◆ Saved entries ◆

========

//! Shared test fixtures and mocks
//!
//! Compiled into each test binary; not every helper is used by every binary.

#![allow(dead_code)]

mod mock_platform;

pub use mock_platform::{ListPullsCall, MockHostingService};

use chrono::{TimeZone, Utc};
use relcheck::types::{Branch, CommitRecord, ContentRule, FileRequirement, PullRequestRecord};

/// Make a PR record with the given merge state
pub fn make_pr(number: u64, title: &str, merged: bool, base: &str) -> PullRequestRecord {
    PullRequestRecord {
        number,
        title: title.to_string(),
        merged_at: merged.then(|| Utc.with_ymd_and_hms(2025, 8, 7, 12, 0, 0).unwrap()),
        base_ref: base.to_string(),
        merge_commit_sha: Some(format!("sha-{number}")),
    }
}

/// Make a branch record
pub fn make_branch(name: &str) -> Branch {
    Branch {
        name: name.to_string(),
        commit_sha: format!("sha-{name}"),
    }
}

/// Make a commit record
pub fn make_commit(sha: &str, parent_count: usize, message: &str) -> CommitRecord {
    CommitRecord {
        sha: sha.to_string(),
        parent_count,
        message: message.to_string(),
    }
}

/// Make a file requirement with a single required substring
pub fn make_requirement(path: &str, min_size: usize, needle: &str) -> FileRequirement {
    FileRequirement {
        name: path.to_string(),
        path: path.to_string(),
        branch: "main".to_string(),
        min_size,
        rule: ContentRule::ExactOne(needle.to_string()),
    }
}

========

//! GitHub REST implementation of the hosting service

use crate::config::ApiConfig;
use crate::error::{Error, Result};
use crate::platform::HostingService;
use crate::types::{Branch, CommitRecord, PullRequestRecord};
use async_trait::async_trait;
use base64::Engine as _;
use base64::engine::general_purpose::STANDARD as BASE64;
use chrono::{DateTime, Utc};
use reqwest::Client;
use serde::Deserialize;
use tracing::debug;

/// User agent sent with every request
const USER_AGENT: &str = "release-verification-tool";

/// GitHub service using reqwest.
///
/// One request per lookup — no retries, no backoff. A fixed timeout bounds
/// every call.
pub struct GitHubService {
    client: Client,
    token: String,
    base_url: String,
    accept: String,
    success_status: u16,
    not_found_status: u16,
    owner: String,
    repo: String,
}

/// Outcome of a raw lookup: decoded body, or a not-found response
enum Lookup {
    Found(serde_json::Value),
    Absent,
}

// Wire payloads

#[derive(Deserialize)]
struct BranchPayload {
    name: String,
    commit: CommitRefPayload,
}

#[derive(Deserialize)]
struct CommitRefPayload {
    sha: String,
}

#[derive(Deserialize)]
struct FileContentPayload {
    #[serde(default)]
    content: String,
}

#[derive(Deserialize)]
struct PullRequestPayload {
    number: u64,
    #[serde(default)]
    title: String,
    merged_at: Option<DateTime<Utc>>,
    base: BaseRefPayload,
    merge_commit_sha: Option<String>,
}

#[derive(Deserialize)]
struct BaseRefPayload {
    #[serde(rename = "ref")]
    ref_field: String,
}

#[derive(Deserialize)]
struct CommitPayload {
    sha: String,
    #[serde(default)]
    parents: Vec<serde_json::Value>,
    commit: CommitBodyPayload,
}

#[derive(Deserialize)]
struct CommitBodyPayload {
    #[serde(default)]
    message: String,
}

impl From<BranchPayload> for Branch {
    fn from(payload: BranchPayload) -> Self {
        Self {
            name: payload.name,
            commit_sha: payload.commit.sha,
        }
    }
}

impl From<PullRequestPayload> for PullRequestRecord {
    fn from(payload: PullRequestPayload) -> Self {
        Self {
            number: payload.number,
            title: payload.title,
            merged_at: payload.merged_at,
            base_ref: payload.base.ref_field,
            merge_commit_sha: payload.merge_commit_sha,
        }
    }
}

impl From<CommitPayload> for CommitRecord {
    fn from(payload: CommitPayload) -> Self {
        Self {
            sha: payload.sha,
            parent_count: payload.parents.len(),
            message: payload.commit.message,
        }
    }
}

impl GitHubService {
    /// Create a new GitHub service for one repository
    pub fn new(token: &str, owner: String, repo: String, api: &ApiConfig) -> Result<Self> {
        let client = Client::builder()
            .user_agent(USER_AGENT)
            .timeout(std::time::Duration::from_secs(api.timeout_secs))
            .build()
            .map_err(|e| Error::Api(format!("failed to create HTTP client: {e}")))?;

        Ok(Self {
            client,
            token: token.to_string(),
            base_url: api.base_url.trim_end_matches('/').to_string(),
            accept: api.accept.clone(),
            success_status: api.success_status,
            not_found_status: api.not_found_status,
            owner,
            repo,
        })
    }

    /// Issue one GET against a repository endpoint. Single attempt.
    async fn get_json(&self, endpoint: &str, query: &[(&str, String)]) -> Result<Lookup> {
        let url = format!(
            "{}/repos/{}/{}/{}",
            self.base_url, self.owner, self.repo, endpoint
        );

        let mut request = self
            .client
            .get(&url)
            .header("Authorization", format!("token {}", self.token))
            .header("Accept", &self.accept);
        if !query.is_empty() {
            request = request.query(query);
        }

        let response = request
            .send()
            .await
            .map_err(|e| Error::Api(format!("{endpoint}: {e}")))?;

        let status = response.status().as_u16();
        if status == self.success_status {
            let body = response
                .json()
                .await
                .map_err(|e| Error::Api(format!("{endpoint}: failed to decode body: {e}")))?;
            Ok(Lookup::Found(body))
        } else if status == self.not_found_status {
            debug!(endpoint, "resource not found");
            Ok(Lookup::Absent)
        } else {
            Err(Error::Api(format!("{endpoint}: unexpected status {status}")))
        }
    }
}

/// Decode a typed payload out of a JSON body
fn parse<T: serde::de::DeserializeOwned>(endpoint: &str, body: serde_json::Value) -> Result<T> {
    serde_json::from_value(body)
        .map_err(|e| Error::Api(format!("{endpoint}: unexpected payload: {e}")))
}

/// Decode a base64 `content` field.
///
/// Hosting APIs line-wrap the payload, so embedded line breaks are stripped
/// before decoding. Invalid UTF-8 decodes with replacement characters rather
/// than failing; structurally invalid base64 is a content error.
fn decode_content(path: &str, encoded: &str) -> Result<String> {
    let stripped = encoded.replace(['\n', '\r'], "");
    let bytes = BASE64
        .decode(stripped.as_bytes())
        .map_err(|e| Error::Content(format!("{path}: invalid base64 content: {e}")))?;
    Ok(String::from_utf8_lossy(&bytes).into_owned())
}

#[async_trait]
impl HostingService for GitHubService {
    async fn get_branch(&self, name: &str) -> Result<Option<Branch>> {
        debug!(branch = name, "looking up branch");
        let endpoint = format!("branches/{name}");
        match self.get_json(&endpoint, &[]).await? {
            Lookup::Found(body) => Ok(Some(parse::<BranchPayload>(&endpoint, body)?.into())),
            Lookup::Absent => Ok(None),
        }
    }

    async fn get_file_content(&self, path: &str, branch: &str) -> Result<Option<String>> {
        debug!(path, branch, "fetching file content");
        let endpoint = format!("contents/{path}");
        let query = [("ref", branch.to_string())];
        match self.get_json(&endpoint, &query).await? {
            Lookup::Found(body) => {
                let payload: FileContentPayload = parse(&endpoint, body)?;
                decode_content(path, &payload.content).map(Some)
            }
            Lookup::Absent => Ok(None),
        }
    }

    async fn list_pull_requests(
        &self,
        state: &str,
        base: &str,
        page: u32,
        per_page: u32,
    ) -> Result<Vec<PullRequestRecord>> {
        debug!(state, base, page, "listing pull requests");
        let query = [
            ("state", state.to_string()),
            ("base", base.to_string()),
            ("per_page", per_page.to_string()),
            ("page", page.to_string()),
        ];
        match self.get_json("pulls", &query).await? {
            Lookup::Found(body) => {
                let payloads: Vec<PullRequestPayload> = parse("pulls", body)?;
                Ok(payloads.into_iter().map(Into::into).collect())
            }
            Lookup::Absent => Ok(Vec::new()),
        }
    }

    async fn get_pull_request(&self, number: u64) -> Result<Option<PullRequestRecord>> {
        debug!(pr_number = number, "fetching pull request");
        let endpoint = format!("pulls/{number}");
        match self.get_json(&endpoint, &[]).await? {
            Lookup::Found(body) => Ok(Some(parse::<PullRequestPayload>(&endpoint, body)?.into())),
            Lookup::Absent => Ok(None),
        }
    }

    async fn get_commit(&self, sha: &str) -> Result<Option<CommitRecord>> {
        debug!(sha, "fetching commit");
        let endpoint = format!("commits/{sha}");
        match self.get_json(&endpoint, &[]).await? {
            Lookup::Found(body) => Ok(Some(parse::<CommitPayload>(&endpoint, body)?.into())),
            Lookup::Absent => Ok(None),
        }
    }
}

========

◆ Assignment ◆
Your answer should consist only of the count of lines in the data that contain "token".

◆ Task answer ◆
4